Online Supplement for: Antenatal creatine supplementation reduces persistent fetal lung inflammation and oxidative stress in an ovine model of chorioamnionitis

Published: 26 April 2024| Version 1 | DOI: 10.17632/bkm5cwm25v.1
Y Jane Choi


Chorioamnionitis is a common antecedent of preterm birth and induces inflammation and oxidative stress in the fetal lungs. Reducing inflammation and oxidative stress in the fetal lungs may improve respiratory outcomes in preterm infants. Creatine is an organic acid with known anti-inflammatory and antioxidant properties. We evaluated the efficacy of direct fetal creatine supplementation to reduce inflammation and oxidative stress in fetal lungs arising from an in utero pro-inflammatory stimulus. Fetal lambs (n=51) were instrumented at 90 days gestation to receive a continuous infusion of creatine monohydrate (6 mgkg-1h-1) or saline for 17 days. Maternal chorioamnionitis was induced with intra-amniotic lipopolysaccharide (LPS; 1 mg, O55:H6) or saline seven days before delivery at 110 days gestation. Tissue creatine content was assessed with capillary electrophoresis, and inflammatory markers were analyzed with Luminex Magpix and immunohistochemistry.
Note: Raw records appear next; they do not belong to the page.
//! Presence channel: zero-config nearby discovery
//!
//! Devices meet in a named room (`peerdrop-p2p`) and exchange identity
//! broadcasts. The room itself is behind the [`RoomSubstrate`] trait so the
//! discovery logic is independent of what carries it; [`LocalRoom`] is the
//! in-process substrate used by the binary and by two-peer tests. If the
//! substrate cannot join, the channel reports [`PresenceStatus::Unavailable`]
//! and takes no further action; there is no retry loop.
//!
//! Wire frames are JSON [`PeerMessage`]s. The channel keeps its own roster
//! (presence is per channel; the same peer may also appear via the relay)
//! and forwards negotiation and file messages to the session dispatcher.
//! Peer identity on this channel is the transport-level sender id, not
//! whatever id a payload claims.

use std::collections::HashMap;
use std::sync::Arc;

use dashmap::DashMap;
use parking_lot::{Mutex, RwLock};
use thiserror::Error;
use tokio::sync::mpsc;
use tokio_util::sync::CancellationToken;
use tracing::{debug, info, instrument, warn};

use crate::app::state::{SessionEvent, SessionState};
use crate::net::connection::{ChannelKind, DiscoveredPeer};
use crate::net::identity::PeerIdentity;
use crate::net::message::PeerMessage;
use crate::net::negotiation::Responder;

/// Room every instance joins for nearby discovery.
pub const ROOM_NAME: &str = "peerdrop-p2p";

/// Application id namespacing the room substrate.
pub const APP_ID: &str = "peerdrop-serverless";

/// Presence errors. Unavailability is terminal for the channel but not for
/// the session.
#[derive(Error, Debug, PartialEq, Eq)]
pub enum PresenceError {
    /// The substrate could not join the room.
    #[error("presence substrate unavailable")]
    Unavailable,

    /// Sent before joining or after leaving.
    #[error("not joined to the presence room")]
    NotJoined,
}

/// Substrate-level room configuration.
#[derive(Debug, Clone)]
pub struct RoomConfig {
    pub app_id: String,
    pub password: Option<String>,
}

impl Default for RoomConfig {
    fn default() -> Self {
        Self {
            app_id: APP_ID.to_string(),
            password: None,
        }
    }
}

/// What a joined room reports back.
#[derive(Debug, Clone, PartialEq)]
pub enum RoomEvent {
    PeerJoined(String),
    PeerLeft(String),
    Message { from: String, text: String },
}

/// Outbound half of a joined room.
pub trait RoomTransport: Send + Sync {
    /// Sends a frame to one member, or to everyone else when `to` is None.
    /// Sending to an absent member is a silent no-op.
    fn send(&self, text: &str, to: Option<&str>) -> Result<(), PresenceError>;

    /// Leaves the room, notifying remaining members.
    fn leave(&self);
}

/// A successful join: the send half plus the room event stream.
pub struct JoinedRoom {
    pub transport: Arc<dyn RoomTransport>,
    pub events: mpsc::UnboundedReceiver<RoomEvent>,
}

/// Something that can place a peer into a named room.
pub trait RoomSubstrate: Send + Sync {
    fn join_room(
        &self,
        config: &RoomConfig,
        room_name: &str,
        peer_id: &str,
    ) -> Result<JoinedRoom, PresenceError>;
}

// ===== In-process substrate =====

type RoomMembers = HashMap<String, mpsc::UnboundedSender<RoomEvent>>;

/// In-process room table. Every clone shares the same rooms, so two
/// channels built over clones of one `LocalRoom` can discover each other.
#[derive(Clone, Default)]
pub struct LocalRoom {
    rooms: Arc<Mutex<HashMap<String, RoomMembers>>>,
}

impl LocalRoom {
    #[must_use]
    pub fn new() -> Self {
        Self::default()
    }
}

impl RoomSubstrate for LocalRoom {
    fn join_room(
        &self,
        _config: &RoomConfig,
        room_name: &str,
        peer_id: &str,
    ) -> Result<JoinedRoom, PresenceError> {
        let (tx, rx) = mpsc::unbounded_channel();
        let mut rooms = self.rooms.lock();
        let members = rooms.entry(room_name.to_string()).or_default();

        // Join events fire in both directions, like pairwise connection
        // establishment would.
        for (existing_id, existing_tx) in members.iter() {
            let _ = existing_tx.send(RoomEvent::PeerJoined(peer_id.to_string()));
            let _ = tx.send(RoomEvent::PeerJoined(existing_id.clone()));
        }
        members.insert(peer_id.to_string(), tx);

        debug!(room = room_name, peer = peer_id, "Joined local room");
        Ok(JoinedRoom {
            transport: Arc::new(LocalTransport {
                rooms: Arc::clone(&self.rooms),
                room_name: room_name.to_string(),
                peer_id: peer_id.to_string(),
            }),
            events: rx,
        })
    }
}

struct LocalTransport {
    rooms: Arc<Mutex<HashMap<String, RoomMembers>>>,
    room_name: String,
    peer_id: String,
}

impl RoomTransport for LocalTransport {
    fn send(&self, text: &str, to: Option<&str>) -> Result<(), PresenceError> {
        let rooms = self.rooms.lock();
        let members = rooms.get(&self.room_name).ok_or(PresenceError::NotJoined)?;
        if !members.contains_key(&self.peer_id) {
            return Err(PresenceError::NotJoined);
        }

        let event = |_: &str| RoomEvent::Message {
            from: self.peer_id.clone(),
            text: text.to_string(),
        };

        match to {
            Some(target) => {
                if let Some(tx) = members.get(target) {
                    let _ = tx.send(event(target));
                }
            }
            None => {
                for (id, tx) in members.iter() {
                    if id != &self.peer_id {
                        let _ = tx.send(event(id));
                    }
                }
            }
        }
        Ok(())
    }

    fn leave(&self) {
        let mut rooms = self.rooms.lock();
        if let Some(members) = rooms.get_mut(&self.room_name) {
            members.remove(&self.peer_id);
            for tx in members.values() {
                let _ = tx.send(RoomEvent::PeerLeft(self.peer_id.clone()));
            }
            if members.is_empty() {
                rooms.remove(&self.room_name);
            }
        }
    }
}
Oxidative stress was measured as the level of protein thiol oxidation. The effects of LPS and creatine were analyzed using a 2-way ANOVA. Fetal creatine supplementation increased lung creatine content by 149% (PCr<0.0001) and had no adverse effects on lung morphology. LPS-exposed groups showed increased levels of interleukin-8 in the bronchoalveolar lavage (PLPS<0.0001) and increased levels of CD45+ leukocytes (PLPS<0.0001) and MPO+ (PLPS<0.0001) cells in the lung parenchyma. Creatine supplementation significantly reduced the levels of CD45+ (PCr=0.045) and MPO+ cells (PCr=0.012) in the lungs and reduced thiol oxidation in plasma (PCr<0.01) and lung tissue (PCr=0.02). Fetal creatine supplementation reduced markers of inflammation and oxidative stress in the fetal lungs arising from chorioamnionitis. This dataset contains Supplemental Table 1 and Figure S1.